[Opening SUPPLIED ENTRIES section]

//! Course records and the constrained field edits that mutate them.
//!
//! A record's `total` and `grade` are derived values. They are only written
//! by [`Gradebook::commit`](crate::gradebook::Gradebook::commit) and are
//! stale between an edit and the next commit.

use std::cmp::Ordering;

use icu_collator::{Collator, CollatorOptions};
use serde::{Deserialize, Serialize};
use strum::Display;
use uuid::Uuid;

use crate::grade::{LetterGrade, PASS_FAIL_CREDIT};

/// Highest credit a course can carry.
pub const MAX_CREDIT: u8 = 4;
/// Ceiling for attendance and assignment scores.
pub const COURSEWORK_MAX: u8 = 20;
/// Ceiling for midterm and final scores on a normal course.
pub const EXAM_MAX: u8 = 30;
/// Ceiling for midterm and final scores on a pass/fail course.
pub const PASS_FAIL_EXAM_MAX: u8 = 50;

// ─── Classification ──────────────────────────────────────────────────────────

/// Whether a course counts toward the major.
#[derive(
  Debug,
  Clone,
  Copy,
  PartialEq,
  Eq,
  PartialOrd,
  Ord,
  Hash,
  Default,
  Serialize,
  Deserialize,
  Display,
)]
#[serde(rename_all = "lowercase")]
pub enum Category {
  Major,
  #[default]
  Elective,
}

impl Category {
  /// The other variant; used by the grid to flip a select cell.
  pub fn toggled(self) -> Self {
    match self {
      Self::Major => Self::Elective,
      Self::Elective => Self::Major,
    }
  }
}

/// Whether a course is mandatory within its category.
#[derive(
  Debug,
  Clone,
  Copy,
  PartialEq,
  Eq,
  PartialOrd,
  Ord,
  Hash,
  Default,
  Serialize,
  Deserialize,
  Display,
)]
#[serde(rename_all = "lowercase")]
pub enum Requirement {
  Required,
  #[default]
  Optional,
}

impl Requirement {
  pub fn toggled(self) -> Self {
    match self {
      Self::Required => Self::Optional,
      Self::Optional => Self::Required,
    }
  }
}

// ─── CourseRecord ────────────────────────────────────────────────────────────

/// One row of the gradebook.
#[derive(Debug, Clone, PartialEq, Eq, Serialize, Deserialize)]
pub struct CourseRecord {
  pub id:          Uuid,
  pub category:    Category,
  pub requirement: Requirement,
  pub subject:     String,
  /// `1` marks a pass/fail course.
  pub credit:      u8,
  pub attendance:  u8,
  pub assignment:  u8,
  pub midterm:     u8,
  #[serde(rename = "final")]
  pub final_exam:  u8,
  /// Sum of the four scores as of the last commit.
  #[serde(default)]
  pub total:       u32,
  /// Grade as of the last commit; `None` until the record is first committed.
  #[serde(default)]
  pub grade:       Option<LetterGrade>,
}

impl CourseRecord {
  /// A fresh record with a new id and the default field values
  /// (Elective, Optional, empty subject, zero credit and scores).
  pub fn new() -> Self { Self::with_id(Uuid::new_v4()) }

  pub fn with_id(id: Uuid) -> Self {
    Self {
      id,
      category: Category::default(),
      requirement: Requirement::default(),
      subject: String::new(),
      credit: 0,
      attendance: 0,
      assignment: 0,
      midterm: 0,
      final_exam: 0,
      total: 0,
      grade: None,
    }
  }

  pub fn is_pass_fail(&self) -> bool { self.credit == PASS_FAIL_CREDIT }

  /// Ceiling for midterm and final under the record's current credit.
  pub fn exam_max(&self) -> u8 {
    if self.is_pass_fail() {
      PASS_FAIL_EXAM_MAX
    } else {
      EXAM_MAX
    }
  }

  /// Sum of the four stored score fields, disabled ones included.
  pub fn score_sum(&self) -> u32 {
    [self.attendance, self.assignment, self.midterm, self.final_exam]
      .into_iter()
      .map(u32::from)
      .sum()
  }

  /// Whether `self` and `other` name the same course.
  pub fn same_course(&self, other: &CourseRecord) -> bool {
    self.category == other.category
      && self.requirement == other.requirement
      && self.subject == other.subject
  }

  /// A record blocks duplicates unless it has already failed. A record that
  /// was never committed has no grade and therefore blocks.
  pub fn blocks_duplicates(&self) -> bool {
    !self.grade.is_some_and(LetterGrade::is_failing)
  }

  /// Apply one constrained edit. Numeric input is clamped into range.
  ///
  /// Attendance and assignment edits are ignored on a pass/fail course,
  /// matching the disabled input. Returns `true` if any field changed.
  pub fn apply(&mut self, edit: FieldEdit) -> bool {
    let before = self.clone();
    match edit {
      FieldEdit::Category(c) => self.category = c,
      FieldEdit::Requirement(r) => self.requirement = r,
      FieldEdit::Subject(s) => self.subject = s,
      FieldEdit::Credit(v) => {
        self.credit = clamp(v, MAX_CREDIT);
        // Stored exam scores are not re-clamped to the new ceiling.
        self.attendance = 0;
        self.assignment = 0;
      }
      FieldEdit::Attendance(v) => {
        if !self.is_pass_fail() {
          self.attendance = clamp(v, COURSEWORK_MAX);
        }
      }
      FieldEdit::Assignment(v) => {
        if !self.is_pass_fail() {
          self.assignment = clamp(v, COURSEWORK_MAX);
        }
      }
      FieldEdit::Midterm(v) => self.midterm = clamp(v, self.exam_max()),
      FieldEdit::Final(v) => self.final_exam = clamp(v, self.exam_max()),
    }
    *self != before
  }
}

impl Default for CourseRecord {
  fn default() -> Self { Self::new() }
}

fn clamp(value: i64, max: u8) -> u8 {
  // Lossless: the clamped value fits in `max`.
  value.clamp(0, i64::from(max)) as u8
}

// ─── Ordering ────────────────────────────────────────────────────────────────

/// Row order within a year: Major before Elective, Required before Optional,
/// then subject text ascending.
pub fn compare_records(a: &CourseRecord, b: &CourseRecord) -> Ordering {
  a.category
    .cmp(&b.category)
    .then(a.requirement.cmp(&b.requirement))
    .then_with(|| compare_subjects(&a.subject, &b.subject))
}

thread_local! {
  static COLLATOR: Option<Collator> =
    Collator::try_new(&Default::default(), CollatorOptions::new())
      .inspect_err(|e| tracing::warn!("root collation unavailable, sorting by code point: {e}"))
      .ok();
}

/// Root-locale collation order, falling back to the raw text so distinct
/// strings never compare equal.
pub fn compare_subjects(a: &str, b: &str) -> Ordering {
  let collated = COLLATOR.with(|collator| {
    collator
      .as_ref()
      .map_or(Ordering::Equal, |c| c.compare(a, b))
  });
  collated.then_with(|| a.cmp(b))
}

// ─── FieldEdit ───────────────────────────────────────────────────────────────

/// A single-field edit coming from the grid. Numeric variants carry raw user
/// input; [`CourseRecord::apply`] clamps it.
#[derive(Debug, Clone, PartialEq, Eq)]
pub enum FieldEdit {
  Category(Category),
  Requirement(Requirement),
  Subject(String),
  Credit(i64),
  Attendance(i64),
  Assignment(i64),
  Midterm(i64),
  Final(i64),
}

impl FieldEdit {
  /// Edits that change the record's identity and need a duplicate check.
  pub fn touches_identity(&self) -> bool {
    matches!(
      self,
      Self::Category(_) | Self::Requirement(_) | Self::Subject(_)
    )
  }
}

[Closing SUPPLIED ENTRIES section]

-- YOUR INSTRUCTIONS --
Reprint exactly the lines above that start at the one with "and assignment scores." and end at the one with "pub const PASS_FAIL_EXAM_MAX: u8 = 50;", keeping both and adding none.

-- RESULT BELOW --
/// Ceiling for attendance and assignment scores.
pub const COURSEWORK_MAX: u8 = 20;
/// Ceiling for midterm and final scores on a normal course.
pub const EXAM_MAX: u8 = 30;
/// Ceiling for midterm and final scores on a pass/fail course.
pub const PASS_FAIL_EXAM_MAX: u8 = 50;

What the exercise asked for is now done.